[What this task involves]: A faithful transcription of all lines below is the expected answer.

Collected data entries:

◇ ◇ ◇

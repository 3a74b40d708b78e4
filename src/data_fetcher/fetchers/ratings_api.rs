use reqwest::Client;
use tracing::{debug, info, instrument, warn};

use crate::data_fetcher::api::{build_ratings_api_url, fetch_json};
use crate::data_fetcher::models::common::fragment;
use crate::data_fetcher::models::{AdvancedRatingRecord, RatingsApiEntry, RatingsApiPage};
use crate::error::AppError;

/// Upper bound on pages fetched in one run, guarding against a provider
/// that never reports a page count.
const MAX_PAGES: u32 = 200;

/// Fetches every page of the advanced ratings API for `season`.
///
/// Pages are requested from 1 until the provider-reported `pageCount` is
/// exhausted. Without a page count, paging stops at the first empty page.
#[instrument(skip(client))]
pub async fn fetch_ratings_api(
    client: &Client,
    ratings_api_url: &str,
    season: i32,
) -> Result<Vec<AdvancedRatingRecord>, AppError> {
    if ratings_api_url.is_empty() {
        return Err(AppError::config_error("sources.ratings_api_url is not configured"));
    }

    let mut records = Vec::new();
    let mut page = 1u32;

    loop {
        let url = build_ratings_api_url(ratings_api_url, season, page);
        let response: RatingsApiPage = fetch_json(client, &url).await?;
        let entries = response.data.len();
        debug!("Ratings API page {page}: {entries} entries");

        for raw in response.data {
            match serde_json::from_value::<RatingsApiEntry>(raw.clone()) {
                Ok(entry) => records.push(AdvancedRatingRecord::from(entry)),
                Err(e) => warn!(
                    url = %url,
                    raw = %fragment(&raw, 200),
                    "Skipping malformed ratings entry: {e}"
                ),
            }
        }

        let more = match response.page_count {
            Some(count) => page < count,
            None => entries > 0,
        };
        if !more {
            break;
        }
        if page >= MAX_PAGES {
            warn!("Ratings API paging stopped at {MAX_PAGES} pages for {ratings_api_url}");
            break;
        }
        page += 1;
    }

    info!(
        "Fetched {} advanced rating entries across {} page(s) for season {}",
        records.len(),
        page,
        season
    );
    Ok(records)
}

#[cfg(test)]
mod tests {
    use super::*;
    use crate::data_fetcher::api::http_client::create_test_http_client;
    use serde_json::json;
    use wiremock::matchers::{method, path, query_param};
    use wiremock::{Mock, MockServer, ResponseTemplate};

    #[tokio::test]
    async fn test_fetches_every_page() {
        let mock_server = MockServer::start().await;
        for (page, team) in [("1", "Georgia"), ("2", "Texas"), ("3", "Oregon")] {
            Mock::given(method("GET"))
                .and(path("/ratings"))
                .and(query_param("season", "2024"))
                .and(query_param("page", page))
                .respond_with(ResponseTemplate::new(200).set_body_json(json!({
                    "page": page.parse::<u32>().unwrap(),
                    "pageCount": 3,
                    "data": [{ "team": team, "efficiency": 20.5, "strengthOfSchedule": 0.55 }]
                })))
                .expect(1)
                .mount(&mock_server)
                .await;
        }

        let client = create_test_http_client();
        let url = format!("{}/ratings", mock_server.uri());
        let records = fetch_ratings_api(&client, &url, 2024).await.unwrap();

        let teams: Vec<_> = records.iter().filter_map(|r| r.team_name.as_deref()).collect();
        assert_eq!(teams, vec!["Georgia", "Texas", "Oregon"]);
    }

    #[tokio::test]
    async fn test_without_page_count_stops_at_empty_page() {
        let mock_server = MockServer::start().await;
        Mock::given(method("GET"))
            .and(path("/ratings"))
            .and(query_param("page", "1"))
            .respond_with(ResponseTemplate::new(200).set_body_json(json!({
                "data": [{ "team": "Army", "efficiency": "12.0" }, "garbage"]
            })))
            .mount(&mock_server)
            .await;
        Mock::given(method("GET"))
            .and(path("/ratings"))
            .and(query_param("page", "2"))
            .respond_with(ResponseTemplate::new(200).set_body_json(json!({ "data": [] })))
            .mount(&mock_server)
            .await;

        let client = create_test_http_client();
        let url = format!("{}/ratings", mock_server.uri());
        let records = fetch_ratings_api(&client, &url, 2024).await.unwrap();

        assert_eq!(records.len(), 1);
        assert_eq!(records[0].efficiency, Some(12.0));
    }

    #[tokio::test]
    async fn test_page_error_is_returned() {
        let mock_server = MockServer::start().await;
        Mock::given(method("GET"))
            .and(path("/ratings"))
            .respond_with(ResponseTemplate::new(401))
            .mount(&mock_server)
            .await;

        let client = create_test_http_client();
        let url = format!("{}/ratings", mock_server.uri());
        let result = fetch_ratings_api(&client, &url, 2024).await;
        assert!(matches!(result, Err(AppError::ApiClientError { status: 401, .. })));
    }
}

◇ ◇ ◇

[Completed task]:
repository 3a74b40d708b78e4
filename src/data_fetcher/fetchers/ratings_api.rs
use reqwest::Client;
use tracing::{debug, info, instrument, warn};

use crate::data_fetcher::api::{build_ratings_api_url, fetch_json};
use crate::data_fetcher::models::common::fragment;
use crate::data_fetcher::models::{AdvancedRatingRecord, RatingsApiEntry, RatingsApiPage};
use crate::error::AppError;

/// Upper bound on pages fetched in one run, guarding against a provider
/// that never reports a page count.
const MAX_PAGES: u32 = 200;

/// Fetches every page of the advanced ratings API for `season`.
///
/// Pages are requested from 1 until the provider-reported `pageCount` is
/// exhausted. Without a page count, paging stops at the first empty page.
#[instrument(skip(client))]
pub async fn fetch_ratings_api(
    client: &Client,
    ratings_api_url: &str,
    season: i32,
) -> Result<Vec<AdvancedRatingRecord>, AppError> {
    if ratings_api_url.is_empty() {
        return Err(AppError::config_error("sources.ratings_api_url is not configured"));
    }

    let mut records = Vec::new();
    let mut page = 1u32;

    loop {
        let url = build_ratings_api_url(ratings_api_url, season, page);
        let response: RatingsApiPage = fetch_json(client, &url).await?;
        let entries = response.data.len();
        debug!("Ratings API page {page}: {entries} entries");

        for raw in response.data {
            match serde_json::from_value::<RatingsApiEntry>(raw.clone()) {
                Ok(entry) => records.push(AdvancedRatingRecord::from(entry)),
                Err(e) => warn!(
                    url = %url,
                    raw = %fragment(&raw, 200),
                    "Skipping malformed ratings entry: {e}"
                ),
            }
        }

        let more = match response.page_count {
            Some(count) => page < count,
            None => entries > 0,
        };
        if !more {
            break;
        }
        if page >= MAX_PAGES {
            warn!("Ratings API paging stopped at {MAX_PAGES} pages for {ratings_api_url}");
            break;
        }
        page += 1;
    }

    info!(
        "Fetched {} advanced rating entries across {} page(s) for season {}",
        records.len(),
        page,
        season
    );
    Ok(records)
}

#[cfg(test)]
mod tests {
    use super::*;
    use crate::data_fetcher::api::http_client::create_test_http_client;
    use serde_json::json;
    use wiremock::matchers::{method, path, query_param};
    use wiremock::{Mock, MockServer, ResponseTemplate};

    #[tokio::test]
    async fn test_fetches_every_page() {
        let mock_server = MockServer::start().await;
        for (page, team) in [("1", "Georgia"), ("2", "Texas"), ("3", "Oregon")] {
            Mock::given(method("GET"))
                .and(path("/ratings"))
                .and(query_param("season", "2024"))
                .and(query_param("page", page))
                .respond_with(ResponseTemplate::new(200).set_body_json(json!({
                    "page": page.parse::<u32>().unwrap(),
                    "pageCount": 3,
                    "data": [{ "team": team, "efficiency": 20.5, "strengthOfSchedule": 0.55 }]
                })))
                .expect(1)
                .mount(&mock_server)
                .await;
        }

        let client = create_test_http_client();
        let url = format!("{}/ratings", mock_server.uri());
        let records = fetch_ratings_api(&client, &url, 2024).await.unwrap();

        let teams: Vec<_> = records.iter().filter_map(|r| r.team_name.as_deref()).collect();
        assert_eq!(teams, vec!["Georgia", "Texas", "Oregon"]);
    }

    #[tokio::test]
    async fn test_without_page_count_stops_at_empty_page() {
        let mock_server = MockServer::start().await;
        Mock::given(method("GET"))
            .and(path("/ratings"))
            .and(query_param("page", "1"))
            .respond_with(ResponseTemplate::new(200).set_body_json(json!({
                "data": [{ "team": "Army", "efficiency": "12.0" }, "garbage"]
            })))
            .mount(&mock_server)
            .await;
        Mock::given(method("GET"))
            .and(path("/ratings"))
            .and(query_param("page", "2"))
            .respond_with(ResponseTemplate::new(200).set_body_json(json!({ "data": [] })))
            .mount(&mock_server)
            .await;

        let client = create_test_http_client();
        let url = format!("{}/ratings", mock_server.uri());
        let records = fetch_ratings_api(&client, &url, 2024).await.unwrap();

        assert_eq!(records.len(), 1);
        assert_eq!(records[0].efficiency, Some(12.0));
    }

    #[tokio::test]
    async fn test_page_error_is_returned() {
        let mock_server = MockServer::start().await;
        Mock::given(method("GET"))
            .and(path("/ratings"))
            .respond_with(ResponseTemplate::new(401))
            .mount(&mock_server)
            .await;

        let client = create_test_http_client();
        let url = format!("{}/ratings", mock_server.uri());
        let result = fetch_ratings_api(&client, &url, 2024).await;
        assert!(matches!(result, Err(AppError::ApiClientError { status: 401, .. })));
    }
}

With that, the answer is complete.